In reality, I’m pursuing multiple options right now.  I want to choose between concrete, not abstract, options.  I’ll apply to grad schools and look for jobs and see what kind of work I could do as a 3rd-year PCV.  When all these futures have a shape and color I’ll make my choice.  Still, it’s hard to devote an equal amount of time to the pursuit of all these paths, and harder still to do it while maintaining a sense of presence in and connection with my work as a PCV.  Figuring this out.

Thursday, July 19, 2012

More Stuff, This Time from June/July


Sulawesi Getaway

It might be more accurate to say that I took a vacation near Sulawesi.  Four other PCVs and I spent nine days on and near Sulawesi, mostly on the little island of Bunaken.  This was a good vacation.  Much better than the one I took to Bali and Lombok.  I wanted something calm-peaceful-serene.  Bunaken was the right place for that. But if you’re happy playing tourist…forget I said anything.  Bunaken sucks, go to Bali instead.

I don’t really like writing about “what I did” on vacations (or reading about what others did), but one minor highlight was Nicole accepting a challenge to put two large spoonfuls of cumi-cumi (squid) in her mouth and trying to chew/swallow it all at once.  The cumi-cumi was served in a black ink sauce, which made it look rather like a pen had exploded in her mouth.  To her credit, she got it all down after a couple minutes of working on it and claimed a free beer as reward.  

The peace and quiet afforded me a lot of time to think some things over, which I needed.  I finally finished filling up my first-ever paper journal, close to two years after starting it.  Good decompression.

The part of Sulawesi we visited is majority Christian, which was very interesting.  I’d never been to a Christian part of the country before.  There are just as many churches in Manado as there mosques in Jombang.  It was a little bit trippy.  It gave me the impression that the people there are equally religious and equally eager to express that religiosity, but they just do it in a different way.  It was totally different, and completely the same, if that makes sense.  It was also nice not to have the adzan screeching through the peace of the mornings and evenings.

**

Mid-Service Training (MST)

Mid-Service Training was at the Santika Hotel in Surabaya.  This was definitely a step up from IST last October, which was at the Oval Hotel.  Everything was nicer—the food, the air, the ambience.  And there were no bed bugs!  The only thing I could say for the Oval is that some of the rooms are bigger with pretty awesome windows.  And maybe the only thing I could say “against” Santika is that during mealtimes, the staff is a bit overzealous about offering coffee and trying to clear plates from the tables.  Other than that, it’s no contest. 
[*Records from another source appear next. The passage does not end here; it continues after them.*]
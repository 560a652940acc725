// Flipper Remote - Flipper Zero serial console client
use clap::Parser;
use flipper_remote::cli::args::Args;
use flipper_remote::cli::commands::execute_command;
use flipper_remote::cli::output::{ConsoleWriter, OutputWriter};
use flipper_remote::FlipperError;

#[tokio::main]
async fn main() -> Result<(), FlipperError> {
    let args = Args::parse();
    let writer = ConsoleWriter::new(args.output.clone());

    match execute_command(args).await {
        Ok(()) => Ok(()),
        Err(e) => {
            if writer.write_error(&e.to_string()).is_err() {
                eprintln!("Error: {}", e);
            }
            std::process::exit(1);
        }
    }
}
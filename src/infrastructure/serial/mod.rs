// Serial module - Endpoint discovery, port recovery and the serialport link
pub mod client;
pub mod port;

pub use client::{LinkSettings, NativeOpener, PortOpener, SerialLink, SerialPortLink};
pub use port::{Endpoint, EndpointSource, PortReclaimer, PortResolver, ProcessReclaimer};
MST had a completely different feeling than IST.  IST was held about four months after we had arrived at our permanent sites.  At that point, most people had a lot of crazy built up in their blood.  There was tension in the air, as if every session was critical to our survival at site, and every evening after sessions had to be jam-packed socially or wasted.  There was something frenetic about IST.  For a few days afterwards, I felt totally sapped.
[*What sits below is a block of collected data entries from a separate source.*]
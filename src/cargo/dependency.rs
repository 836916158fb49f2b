//! Internal dependency version updates in `Cargo.toml` files.
//!
//! Every registered manifest is scanned as a consumer. Each declaration in
//! its dependency tables that refers to a registered package, and carries a
//! version, has that version set to the release version.
//!
//! # Rewritten
//!
//! ```toml
//! [dependencies]
//! hetu-error = { path = "../../common/error", version = "0.1.0" }
//! hetu-core = "0.1.0"
//! err = { package = "hetu-error", version = "0.1.0" }
//!
//! [dev-dependencies.hetu-query]
//! version = "0.1.0"
//!
//! [target.'cfg(unix)'.dependencies]
//! hetu-mywire = { version = "0.1.0" }
//! ```
//!
//! # Left alone
//!
//! ```toml
//! [dependencies]
//! hetu-cstore = { git = "https://github.com/hetudb/hetu", rev = "4f1c2a9" }
//! hetu-lstore = { path = "../lstore" }
//! serde = "1.0"
//! ```
//!
//! Git pins without a version have opted out of the release stream. Path-only
//! and workspace-inherited declarations have no version to set. Packages not
//! in the registry are external.

use crate::cargo::manifest::{DependencyTable, Manifest};
use crate::error::{ReleaseError, Result};
use crate::fs::{ChangeKind, Changeset};
use crate::registry::Registry;
use std::path::Path;

/// One rewritten declaration.
#[derive(Debug, Clone, PartialEq, Eq)]
pub struct DependencyUpdate {
    pub table: DependencyTable,
    pub key: String,
    pub package: String,
    pub previous: Option<String>,
}

/// Retargets internal dependency versions in a parsed manifest.
///
/// Tables and declarations are independent, so the order they are visited
/// in does not affect the result.
pub fn retarget_dependents(
    manifest: &mut Manifest,
    registry: &Registry,
    new_version: &str,
) -> Vec<DependencyUpdate> {
    let mut updates = Vec::new();

    for table in manifest.dependency_tables() {
        for decl in manifest.dependencies(&table) {
            if !registry.is_internal(&decl.package) {
                continue;
            }

            if manifest.is_pin_only(&table, &decl.key) {
                log::debug!("Skipping {} in [{}]: pinned by git", decl.key, table);
                continue;
            }

            if !manifest.has_dependency_version(&table, &decl.key) {
                log::debug!("Skipping {} in [{}]: no version field", decl.key, table);
                continue;
            }

            let previous = manifest
                .dependency_version(&table, &decl.key)
                .map(str::to_string);

            if manifest.set_dependency_version(&table, &decl.key, new_version) {
                updates.push(DependencyUpdate {
                    table: table.clone(),
                    key: decl.key,
                    package: decl.package,
                    previous,
                });
            }
        }
    }

    updates
}

/// Retargets internal dependency versions in manifest text.
///
/// # Errors
///
/// - `MalformedManifest`: `content` is not valid TOML
pub fn retarget_manifest_text(
    manifest_path: &Path,
    content: &str,
    registry: &Registry,
    new_version: &str,
) -> Result<(String, Vec<DependencyUpdate>)> {
    let mut manifest: Manifest = content
        .parse()
        .map_err(|source| ReleaseError::MalformedManifest {
            path: manifest_path.to_path_buf(),
            source,
        })?;

    let updates = retarget_dependents(&mut manifest, registry, new_version);
    if updates.is_empty() {
        return Ok((content.to_string(), updates));
    }

    Ok((manifest.to_string(), updates))
}

/// Updates internal dependency versions in a consumer's `Cargo.toml`.
///
/// # Errors
///
/// - `MissingManifest`: manifest file does not exist
/// - `MalformedManifest`: manifest has invalid TOML syntax
/// - `Io`: manifest cannot be read or written
///
/// # Examples
///
/// ```no_run
/// # use hetu_release::cargo::dependency::update_dependent_manifest;
/// # use hetu_release::fs::Changeset;
/// # use hetu_release::registry::Registry;
/// # use std::path::Path;
/// # fn example() -> hetu_release::error::Result<()> {
/// let registry = Registry::builtin(".");
/// let mut changes = Changeset::new(false);
/// update_dependent_manifest(
///     Path::new("core/query/Cargo.toml"),
///     &registry,
///     "0.2.0",
///     &mut changes,
/// )?;
/// # Ok(())
/// # }
/// ```
pub fn update_dependent_manifest(
    manifest_path: &Path,
    registry: &Registry,
    new_version: &str,
    changes: &mut Changeset,
) -> Result<Vec<DependencyUpdate>> {
    let content = changes
        .read(manifest_path)
        .map_err(|e| ReleaseError::manifest_read(manifest_path.to_path_buf(), e))?;

    let (updated, updates) = retarget_manifest_text(manifest_path, &content, registry, new_version)?;

    for update in &updates {
        log::debug!(
            "{}: [{}] {} {} → {}",
            manifest_path.display(),
            update.table,
            update.key,
            update.previous.as_deref().unwrap_or("?"),
            new_version
        );
    }

    if changes.write(manifest_path, &content, updated, ChangeKind::DependencyVersion)? {
        log::debug!("Updated dependent manifest: {}", manifest_path.display());
    } else {
        log::debug!("No changes needed for: {}", manifest_path.display());
    }

    Ok(updates)
}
MST was relaxed.  There was no panic in the air, and nobody was begging for help.  Very few of the training sessions were run by the staff.  Rather, the majority were facilitated by Volunteers leading discussions about project ideas and sharing best practices.  It was pretty fluid.  Going into MST, I actually felt like it wasn’t terribly important (at least not in the way that PST and IST were important) and wouldn’t end up being very useful.  As it turns out, I was happy about the sessions that we had.  There were lots of good ideas floating around.  After some six weeks of neither teaching nor thinking about teaching, it was a great way to get my head back in the game.  And I gave my first-ever haircut to a very brave man.
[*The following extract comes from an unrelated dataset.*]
//! Plain-text rewriting of files that are not manifests.

pub mod docs;

pub use docs::{DocPattern, rewrite_doc_version, update_doc_file};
MST was also the first chance for all of us to get together since Thanksgiving.  ID-5 has lost six people since then.  It was sobering to see how much the group has shrunk.  When we arrived with thirty people, there was definitely a big-group feeling.  Twenty made it to MST, and now this feels like a really small group.  Throughout the training I was periodically impressed by the maturation of ID-5.  We have come a long way.  Everyone is so much more aware of themselves and their environment than they were before.  People are calmer.  It’s like we’ve figured out who we are in this place.

**

Notes from the first few days of school

So, my second year of teaching has begun, and I’m not sure it’s possible to exaggerate the contrast to the first.  All things considered, I think I was about as prepared as one could expect going into the last school year.  I wasn’t really that confused, but the whole environment was still quite foreign.   This year, however, has a completely different feel.  I only started teaching on Monday, three days ago, but the last few days might be the most productive that I’ve strung together since getting here. 

Wins

·      We had our first teacher planning meeting for me and my CPs.  Everyone who was supposed to come DID come—no excuses, no complaints.  Because so much of the groundwork was laid last year, we’re farther in terms of organization after three days than we were after several months in my first year.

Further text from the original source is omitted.